А меж тем на пустую лавку напротив них опустился молодой человек, закутанный в серое, потрёпанное пальто, будто бы сшитое из тех же облаков, что висели над землёй. Воротник был поднят до самых ушей, а на голове — кепка, та самая, что в последние годы стала почти знаменем рабочего люда: простая, без изысков, но с достоинством ношенная. Он поставил у ног потрёпанный дорожный чемодан, видавший, судя по царапинам и потёртостям, не одну дорогу. Подышал на замерзшие ладони, растёр их, пытаясь согреть и только тогда поднял глаза — внимательные, серые, как этот день, — и окинул своих попутчиков долгим, изучающим взглядом.

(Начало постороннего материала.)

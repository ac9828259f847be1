//! Subscription registry.
//!
//! [`ChannelTable`] maps channel names to ordered subscribers and back.
//! Local clients register through `SUBSCRIBE`; peer nodes are added by
//! [`remote_subscribe`], which promotes a liveness-checked outbound
//! connection into a subscriber the table owns from then on.
//!
//! The table is owned by the node and mutated only on its command thread.

mod remote;
mod table;

pub use remote::{remote_subscribe, SubscribeError};
pub use table::{ChannelTable, SubscriberHandle, SubscriberId, SubscriberOutput};

/// Encode the push frame delivered to subscribers of `channel`.
///
/// The frame is the array `["message", channel, payload]`. A peer node
/// reading it over a promoted connection runs it as its `MESSAGE` command.
pub fn message_frame(channel: &str, payload: &[u8]) -> Vec<u8> {
    crate::protocol::encode_command(&[b"message".as_slice(), channel.as_bytes(), payload])
}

Один из них был офицером, лет двадцати пяти от роду. Был он хорош собою: светлые волосы, гладко зачёсанные назад, обрамляли высокий лоб; черты лица — чистые, благородные, но было в них и что-то нарочито простодушное. На нём была чёрная форма интег-лейтенанта. На груди, со стороны сердца, был приколот значок — меч в круге.

Сосед его был темноволосый, с блестящими, слишком живыми глазами, в которых горела жажда острых ощущений. Одет он был чересчур хорошо для третьего класса: пальто из тонкой шерсти, ботинки, хоть и поношенные, но явно дорогие, перчатки — почти новые, будто только вчера купленные. Взгляд его метался по углам вагона, по лицам прохожих, по каплям на стекле.

Молодой человек с кепкой смотрел на них обоих — и не понимал. Не понимал, как эти двое оказались здесь, в этом скрипучем вагоне третьего класса, между крестьянами с мешками и бабами с котомками.

— Боишься ты, — внезапно заявил Бронский, и голос его, до того звучавший с привычной насмешливой ленцой, теперь прозвучал почти всерьёз.

— Да ну? — отозвался Николай, не глядя на друга. — Боюсь? Чего же я, изволь узнать, такого боюсь?

— Боишься возвращаться домой, — сказал князь, понижая голос. — Потому что знаешь: запрешься в доме — и пушками тебя не выгонишь. А если и выйдешь… то аккурат тут же к ней пойдёшь.

Он замолчал на мгновение, глядя на Николая.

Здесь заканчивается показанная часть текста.